**What you have to do**
Find every line of the records that has "vmcore" and return it.

(Stored data entries)
=====

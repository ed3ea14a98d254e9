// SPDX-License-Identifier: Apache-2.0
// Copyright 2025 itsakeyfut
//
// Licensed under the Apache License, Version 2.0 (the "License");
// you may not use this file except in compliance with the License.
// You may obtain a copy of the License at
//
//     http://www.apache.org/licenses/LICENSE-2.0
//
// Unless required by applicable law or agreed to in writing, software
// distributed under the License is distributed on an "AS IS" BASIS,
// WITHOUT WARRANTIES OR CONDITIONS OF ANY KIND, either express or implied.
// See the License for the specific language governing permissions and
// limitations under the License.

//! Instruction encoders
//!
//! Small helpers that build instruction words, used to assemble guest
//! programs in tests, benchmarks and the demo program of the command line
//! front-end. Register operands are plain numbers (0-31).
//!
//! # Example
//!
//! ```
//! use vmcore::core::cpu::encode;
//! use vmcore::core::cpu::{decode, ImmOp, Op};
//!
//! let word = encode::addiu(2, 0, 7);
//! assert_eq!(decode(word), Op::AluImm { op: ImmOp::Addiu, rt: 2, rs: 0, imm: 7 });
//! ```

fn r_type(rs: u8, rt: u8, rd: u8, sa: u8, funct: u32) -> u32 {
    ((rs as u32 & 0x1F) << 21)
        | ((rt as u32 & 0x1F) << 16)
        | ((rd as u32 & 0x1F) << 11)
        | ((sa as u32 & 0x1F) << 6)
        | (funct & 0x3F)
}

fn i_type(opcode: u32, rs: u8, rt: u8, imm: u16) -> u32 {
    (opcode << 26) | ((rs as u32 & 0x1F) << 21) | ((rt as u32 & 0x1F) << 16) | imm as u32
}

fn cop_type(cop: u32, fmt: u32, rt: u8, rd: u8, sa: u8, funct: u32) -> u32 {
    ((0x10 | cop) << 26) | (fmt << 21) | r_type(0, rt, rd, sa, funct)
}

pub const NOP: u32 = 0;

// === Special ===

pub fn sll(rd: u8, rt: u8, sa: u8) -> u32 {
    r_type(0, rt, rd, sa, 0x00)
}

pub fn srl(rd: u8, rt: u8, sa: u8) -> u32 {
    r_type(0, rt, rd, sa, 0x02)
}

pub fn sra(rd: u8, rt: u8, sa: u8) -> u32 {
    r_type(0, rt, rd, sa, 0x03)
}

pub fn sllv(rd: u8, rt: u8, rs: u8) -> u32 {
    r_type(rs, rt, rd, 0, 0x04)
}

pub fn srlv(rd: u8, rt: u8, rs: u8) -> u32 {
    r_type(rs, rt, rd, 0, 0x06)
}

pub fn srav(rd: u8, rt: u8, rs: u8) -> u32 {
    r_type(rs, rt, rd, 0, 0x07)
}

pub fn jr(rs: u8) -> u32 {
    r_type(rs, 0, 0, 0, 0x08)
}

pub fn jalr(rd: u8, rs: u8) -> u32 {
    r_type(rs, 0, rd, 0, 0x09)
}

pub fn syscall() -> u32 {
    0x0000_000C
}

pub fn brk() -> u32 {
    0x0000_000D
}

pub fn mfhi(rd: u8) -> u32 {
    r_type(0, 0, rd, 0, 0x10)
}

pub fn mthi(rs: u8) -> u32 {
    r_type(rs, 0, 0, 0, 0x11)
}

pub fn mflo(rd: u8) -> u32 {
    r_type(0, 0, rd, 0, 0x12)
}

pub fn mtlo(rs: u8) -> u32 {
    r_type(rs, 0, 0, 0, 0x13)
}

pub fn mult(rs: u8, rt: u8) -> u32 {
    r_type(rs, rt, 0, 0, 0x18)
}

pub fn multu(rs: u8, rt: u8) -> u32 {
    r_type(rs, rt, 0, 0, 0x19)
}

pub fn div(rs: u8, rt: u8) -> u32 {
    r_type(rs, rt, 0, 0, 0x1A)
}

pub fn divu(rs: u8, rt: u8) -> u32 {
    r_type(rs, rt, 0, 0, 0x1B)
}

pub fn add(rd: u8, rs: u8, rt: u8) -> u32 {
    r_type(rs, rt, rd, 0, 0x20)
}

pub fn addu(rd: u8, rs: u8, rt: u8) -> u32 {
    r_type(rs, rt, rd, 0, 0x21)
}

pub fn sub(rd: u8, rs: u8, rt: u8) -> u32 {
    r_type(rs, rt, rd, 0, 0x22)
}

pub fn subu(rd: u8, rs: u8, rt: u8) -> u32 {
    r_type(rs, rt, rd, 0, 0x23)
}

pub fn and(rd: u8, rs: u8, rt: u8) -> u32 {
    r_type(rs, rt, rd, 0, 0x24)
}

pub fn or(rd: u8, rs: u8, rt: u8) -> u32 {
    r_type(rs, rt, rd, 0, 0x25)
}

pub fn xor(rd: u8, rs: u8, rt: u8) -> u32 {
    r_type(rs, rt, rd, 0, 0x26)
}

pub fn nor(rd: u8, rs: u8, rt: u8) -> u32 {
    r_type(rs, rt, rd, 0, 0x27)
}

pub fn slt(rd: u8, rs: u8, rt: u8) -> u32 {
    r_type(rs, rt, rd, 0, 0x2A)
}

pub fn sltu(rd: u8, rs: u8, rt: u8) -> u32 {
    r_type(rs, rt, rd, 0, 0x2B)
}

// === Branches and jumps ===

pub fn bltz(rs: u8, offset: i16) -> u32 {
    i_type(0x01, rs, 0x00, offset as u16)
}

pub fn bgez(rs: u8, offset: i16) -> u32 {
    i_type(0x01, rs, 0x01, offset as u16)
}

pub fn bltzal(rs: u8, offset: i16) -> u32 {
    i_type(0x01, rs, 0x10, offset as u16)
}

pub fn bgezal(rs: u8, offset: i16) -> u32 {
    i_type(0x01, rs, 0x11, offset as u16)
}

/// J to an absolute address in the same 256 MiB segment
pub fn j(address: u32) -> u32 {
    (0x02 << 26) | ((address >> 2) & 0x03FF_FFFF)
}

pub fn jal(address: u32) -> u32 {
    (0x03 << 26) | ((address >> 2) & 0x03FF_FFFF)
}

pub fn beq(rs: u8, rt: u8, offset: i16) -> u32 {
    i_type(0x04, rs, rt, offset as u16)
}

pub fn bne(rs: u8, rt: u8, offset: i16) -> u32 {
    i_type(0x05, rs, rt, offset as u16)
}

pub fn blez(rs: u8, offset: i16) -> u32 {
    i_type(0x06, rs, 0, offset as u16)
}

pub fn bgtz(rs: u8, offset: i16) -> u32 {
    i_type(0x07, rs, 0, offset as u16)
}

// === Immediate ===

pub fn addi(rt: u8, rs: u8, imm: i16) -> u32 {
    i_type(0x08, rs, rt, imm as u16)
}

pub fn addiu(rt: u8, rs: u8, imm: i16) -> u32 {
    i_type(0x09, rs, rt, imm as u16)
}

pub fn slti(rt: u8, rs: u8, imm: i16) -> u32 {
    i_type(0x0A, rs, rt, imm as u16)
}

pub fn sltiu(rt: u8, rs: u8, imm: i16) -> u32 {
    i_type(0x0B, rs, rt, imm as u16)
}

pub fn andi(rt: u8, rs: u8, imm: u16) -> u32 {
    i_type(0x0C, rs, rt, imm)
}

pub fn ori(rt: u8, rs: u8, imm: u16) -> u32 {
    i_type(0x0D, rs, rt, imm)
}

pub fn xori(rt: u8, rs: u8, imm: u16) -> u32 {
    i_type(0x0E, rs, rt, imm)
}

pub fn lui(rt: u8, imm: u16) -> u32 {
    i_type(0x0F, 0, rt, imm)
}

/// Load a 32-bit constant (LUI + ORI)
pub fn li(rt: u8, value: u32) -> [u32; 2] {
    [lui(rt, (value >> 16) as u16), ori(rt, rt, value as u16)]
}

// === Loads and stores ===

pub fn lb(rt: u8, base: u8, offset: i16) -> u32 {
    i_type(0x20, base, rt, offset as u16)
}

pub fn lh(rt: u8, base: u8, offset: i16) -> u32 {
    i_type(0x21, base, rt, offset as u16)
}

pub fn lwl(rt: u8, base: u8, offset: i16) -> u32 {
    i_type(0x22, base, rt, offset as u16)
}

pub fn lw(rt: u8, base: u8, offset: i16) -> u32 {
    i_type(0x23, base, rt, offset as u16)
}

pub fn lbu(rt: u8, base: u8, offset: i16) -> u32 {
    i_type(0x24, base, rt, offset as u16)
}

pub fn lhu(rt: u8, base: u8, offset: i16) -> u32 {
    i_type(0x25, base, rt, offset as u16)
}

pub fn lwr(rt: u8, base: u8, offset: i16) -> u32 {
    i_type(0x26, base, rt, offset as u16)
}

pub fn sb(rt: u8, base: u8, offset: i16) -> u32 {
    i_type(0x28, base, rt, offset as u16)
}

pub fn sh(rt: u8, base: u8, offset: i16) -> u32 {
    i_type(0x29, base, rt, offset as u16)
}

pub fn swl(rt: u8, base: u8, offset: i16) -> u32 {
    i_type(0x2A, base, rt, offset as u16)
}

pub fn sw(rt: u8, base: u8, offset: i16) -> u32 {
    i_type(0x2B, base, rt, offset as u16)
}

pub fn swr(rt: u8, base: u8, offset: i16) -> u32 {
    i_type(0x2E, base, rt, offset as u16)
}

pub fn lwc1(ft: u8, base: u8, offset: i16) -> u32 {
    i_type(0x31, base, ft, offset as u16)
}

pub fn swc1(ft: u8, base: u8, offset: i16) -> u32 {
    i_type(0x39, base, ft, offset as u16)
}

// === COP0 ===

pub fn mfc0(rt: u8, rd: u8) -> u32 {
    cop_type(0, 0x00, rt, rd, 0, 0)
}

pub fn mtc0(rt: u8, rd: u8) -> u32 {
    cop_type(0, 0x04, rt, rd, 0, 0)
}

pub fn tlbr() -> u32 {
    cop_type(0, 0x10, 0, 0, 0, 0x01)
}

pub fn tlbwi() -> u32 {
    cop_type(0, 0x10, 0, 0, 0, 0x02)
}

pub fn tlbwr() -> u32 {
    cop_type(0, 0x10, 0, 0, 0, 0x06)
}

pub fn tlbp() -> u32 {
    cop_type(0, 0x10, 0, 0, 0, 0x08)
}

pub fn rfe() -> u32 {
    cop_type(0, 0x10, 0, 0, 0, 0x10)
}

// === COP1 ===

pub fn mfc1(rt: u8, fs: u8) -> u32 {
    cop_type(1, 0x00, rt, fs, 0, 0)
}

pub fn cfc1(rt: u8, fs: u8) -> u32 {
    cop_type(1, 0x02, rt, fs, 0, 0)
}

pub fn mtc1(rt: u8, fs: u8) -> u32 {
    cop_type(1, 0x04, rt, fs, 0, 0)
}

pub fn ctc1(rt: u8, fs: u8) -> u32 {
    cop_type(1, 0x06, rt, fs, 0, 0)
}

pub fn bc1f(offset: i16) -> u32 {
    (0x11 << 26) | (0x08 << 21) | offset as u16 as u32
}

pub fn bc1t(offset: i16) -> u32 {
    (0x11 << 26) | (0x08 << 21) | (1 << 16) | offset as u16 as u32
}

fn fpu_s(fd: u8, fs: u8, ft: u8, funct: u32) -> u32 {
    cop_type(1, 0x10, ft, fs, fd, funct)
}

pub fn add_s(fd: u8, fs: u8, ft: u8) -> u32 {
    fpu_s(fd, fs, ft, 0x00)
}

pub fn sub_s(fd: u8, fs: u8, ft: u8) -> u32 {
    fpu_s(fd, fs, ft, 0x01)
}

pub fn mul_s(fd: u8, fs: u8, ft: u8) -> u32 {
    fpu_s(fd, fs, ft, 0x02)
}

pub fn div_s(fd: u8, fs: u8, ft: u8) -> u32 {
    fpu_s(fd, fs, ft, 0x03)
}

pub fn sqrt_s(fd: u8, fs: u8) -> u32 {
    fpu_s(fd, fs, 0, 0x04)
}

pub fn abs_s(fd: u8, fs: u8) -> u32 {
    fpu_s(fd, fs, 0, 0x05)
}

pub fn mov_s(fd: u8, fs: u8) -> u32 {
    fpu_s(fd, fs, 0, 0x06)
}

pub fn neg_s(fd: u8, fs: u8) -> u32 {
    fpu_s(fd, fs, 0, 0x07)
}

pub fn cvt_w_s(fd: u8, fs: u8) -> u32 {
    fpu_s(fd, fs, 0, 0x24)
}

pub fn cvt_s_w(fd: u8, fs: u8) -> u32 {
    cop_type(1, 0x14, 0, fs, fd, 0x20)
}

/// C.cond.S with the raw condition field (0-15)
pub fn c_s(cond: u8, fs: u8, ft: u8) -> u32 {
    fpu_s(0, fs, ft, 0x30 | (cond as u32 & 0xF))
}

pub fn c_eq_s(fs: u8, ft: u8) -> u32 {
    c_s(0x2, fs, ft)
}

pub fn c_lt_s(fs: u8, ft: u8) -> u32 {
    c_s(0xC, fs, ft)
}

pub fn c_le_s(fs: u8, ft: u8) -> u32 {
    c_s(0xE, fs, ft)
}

=====

**Completed task**
//! use vmcore::core::cpu::encode;
//! use vmcore::core::cpu::{decode, ImmOp, Op};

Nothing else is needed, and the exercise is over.